And I gushed about the
crust, too.
"Look how thin the crust is. And the colour! How did he accomplish this?" I wanted to know. I was aware that throughout Europe, there is a concentrated effort by health officials to try to reduce the amount of
acrylamides that people ingest (in North America, concerned attention has fallen not to bread crust yet so much as it has to fried potatoes, which also contain a lot of these compounds. I guess we eat more french fries). Although the Maillard reaction leaves crust with a lot of flavourful molecules, some of them are thought to be unhealthy (although I've read a couple of more recent scientific studies that come to different conclusions). In general, one can say that the lighter the crust, the less acrylamides, and therefore the healthier it is for you. Burdan's crust is very light, very thin -- and therefore, one assumes, very healthy.

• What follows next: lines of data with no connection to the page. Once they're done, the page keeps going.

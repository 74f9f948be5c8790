mod common;

use common::{build_controller, init_logging, Call, MockCluster};

use std::cell::RefCell;
use std::rc::Rc;

use greensched::core::common::{CpuArch, PState, SState, SlaTier, VmType};

fn new_mock() -> Rc<RefCell<MockCluster>> {
    Rc::new(RefCell::new(MockCluster::new()))
}

#[test]
// P-state follows utilization: saturated hosts run at P0, moderately
// loaded at P1, barely busy at P2 and idle hosts drop to P3.
fn pstate_follows_utilization() {
    init_logging();
    let mock = new_mock();
    for power in [10, 20, 30, 40] {
        mock.borrow_mut().add_machine(CpuArch::X86, 4, 8192, SState::S0, power);
    }
    let mut controller = build_controller(&mock);
    controller.init();

    mock.borrow_mut().set_machine_tasks(0, 4);
    mock.borrow_mut().set_machine_tasks(1, 2);
    mock.borrow_mut().set_machine_tasks(2, 1);
    mock.borrow_mut().clear_calls();
    controller.on_scheduler_check(1000);

    assert_eq!(mock.borrow().machine(0).p_state, PState::P0);
    assert_eq!(mock.borrow().machine(1).p_state, PState::P1);
    assert_eq!(mock.borrow().machine(2).p_state, PState::P2);
    assert_eq!(mock.borrow().machine(3).p_state, PState::P3);
    // P3 was already in effect, so the idle machine needs no actuation
    assert_eq!(
        mock.borrow()
            .count_calls(|c| matches!(c, Call::SetCorePerformance { machine: 3, .. })),
        0
    );
    assert_eq!(mock.borrow().count_calls(|c| matches!(c, Call::SetState { .. })), 0);
}

#[test]
// A host with a strict-SLA task runs at P0 regardless of utilization.
fn strict_task_forces_p0_on_tick() {
    let mock = new_mock();
    let m0 = mock.borrow_mut().add_machine(CpuArch::X86, 4, 8192, SState::S0, 100);
    let mut controller = build_controller(&mock);
    controller.init();

    let task = mock
        .borrow_mut()
        .add_task(CpuArch::X86, VmType::Linux, SlaTier::Sla0, 256, 500_000_000);
    controller.on_new_task(0, task);
    assert_eq!(mock.borrow().machine(m0).p_state, PState::P0);

    // simulate drift and verify the governor restores P0
    mock.borrow_mut().set_p_state(m0, PState::P2);
    mock.borrow_mut().clear_calls();
    controller.on_scheduler_check(1000);
    assert_eq!(mock.borrow().machine(m0).p_state, PState::P0);
    assert!(mock.borrow().calls.contains(&Call::SetCorePerformance {
        machine: m0,
        core: 0,
        p_state: PState::P0
    }));
}

#[test]
// A second tick with no intervening event issues no actuator calls.
fn governor_tick_is_idempotent() {
    let mock = new_mock();
    mock.borrow_mut().add_machine(CpuArch::X86, 4, 8192, SState::S0, 50);
    mock.borrow_mut().add_machine(CpuArch::X86, 4, 8192, SState::S0, 100);
    let mut controller = build_controller(&mock);
    controller.init();

    let task = mock
        .borrow_mut()
        .add_task(CpuArch::X86, VmType::Linux, SlaTier::Sla0, 256, 500_000_000);
    controller.on_new_task(0, task);
    controller.on_scheduler_check(1000);

    mock.borrow_mut().clear_calls();
    controller.on_scheduler_check(2000);
    assert!(mock.borrow().calls.is_empty());
}

#[test]
// At the sleep cadence at most two idle underloaded machines are parked,
// least efficient first, and busy machines are left alone.
fn sleep_pass_parks_at_most_two_idle_machines() {
    let mock = new_mock();
    for power in [10, 20, 30, 40, 50, 60] {
        mock.borrow_mut().add_machine(CpuArch::X86, 4, 8192, SState::S0, power);
    }
    let mut controller = build_controller(&mock);
    controller.init();

    for busy in 0..3 {
        mock.borrow_mut().set_machine_tasks(busy, 3);
    }
    mock.borrow_mut().clear_calls();
    controller.on_scheduler_check(10_000_000);

    // the two least efficient idle machines go first
    assert_eq!(mock.borrow().requested_state(5), Some(SState::S0i1));
    assert_eq!(mock.borrow().requested_state(4), Some(SState::S0i1));
    assert_eq!(
        mock.borrow()
            .count_calls(|c| matches!(c, Call::SetState { state: SState::S0i1, .. })),
        2
    );
    assert_eq!(controller.cluster_state().borrow().active_count(), 4);

    // next tick falls inside the cadence window, nothing more is parked
    mock.borrow_mut().clear_calls();
    controller.on_scheduler_check(12_000_000);
    assert_eq!(mock.borrow().count_calls(|c| matches!(c, Call::SetState { .. })), 0);

    // the following pass parks the remaining idle machine
    controller.on_scheduler_check(20_000_000);
    assert_eq!(
        mock.borrow()
            .count_calls(|c| matches!(c, Call::SetState { state: SState::S0i1, .. })),
        1
    );
    assert_eq!(controller.cluster_state().borrow().active_count(), 3);
}

#[test]
// The governor never parks the cluster below two active machines.
fn sleep_pass_keeps_two_machines_active() {
    let mock = new_mock();
    for power in [10, 20, 30] {
        mock.borrow_mut().add_machine(CpuArch::X86, 4, 8192, SState::S0, power);
    }
    let mut controller = build_controller(&mock);
    controller.init();

    mock.borrow_mut().clear_calls();
    controller.on_scheduler_check(10_000_000);
    assert_eq!(
        mock.borrow()
            .count_calls(|c| matches!(c, Call::SetState { state: SState::S0i1, .. })),
        1
    );
    assert_eq!(controller.cluster_state().borrow().active_count(), 2);

    controller.on_scheduler_check(20_000_000);
    assert_eq!(
        mock.borrow()
            .count_calls(|c| matches!(c, Call::SetState { state: SState::S0i1, .. })),
        1
    );
    assert_eq!(controller.cluster_state().borrow().active_count(), 2);
}

#[test]
// A machine observed outside S0 drops out of the active set on refresh.
fn refresh_drops_machines_that_left_s0() {
    let mock = new_mock();
    let _m0 = mock.borrow_mut().add_machine(CpuArch::X86, 4, 8192, SState::S0, 50);
    let m1 = mock.borrow_mut().add_machine(CpuArch::X86, 4, 8192, SState::S0, 100);
    let mut controller = build_controller(&mock);
    controller.init();
    assert!(controller.cluster_state().borrow().is_active(m1));

    mock.borrow_mut().set_s_state(m1, SState::S1);
    controller.on_scheduler_check(1000);

    let state = controller.cluster_state();
    assert!(!state.borrow().is_active(m1));
    assert_eq!(state.borrow().utilization(m1), 0.0);
}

UPDATE: Christian Burdan of Red Cat Farm has contacted me, and pointed out that he never claimed this particular "German Rye Plain" loaf contained "whole" wheat. So much of what follows -- my attempts to duplicate his tawny crust made of 50% wheat with my 50% whole wheat -- now seem quite ridiculous and moot. I've gone back to my original photos of his loaves, and the sign clearly says "wheat," not "whole wheat," so I apologize for my confusion. I hope I haven't mislead anyone. But I still think that the exercise I went through here has taught me something about crust, so I'll leave it as-is, unless there are further objections.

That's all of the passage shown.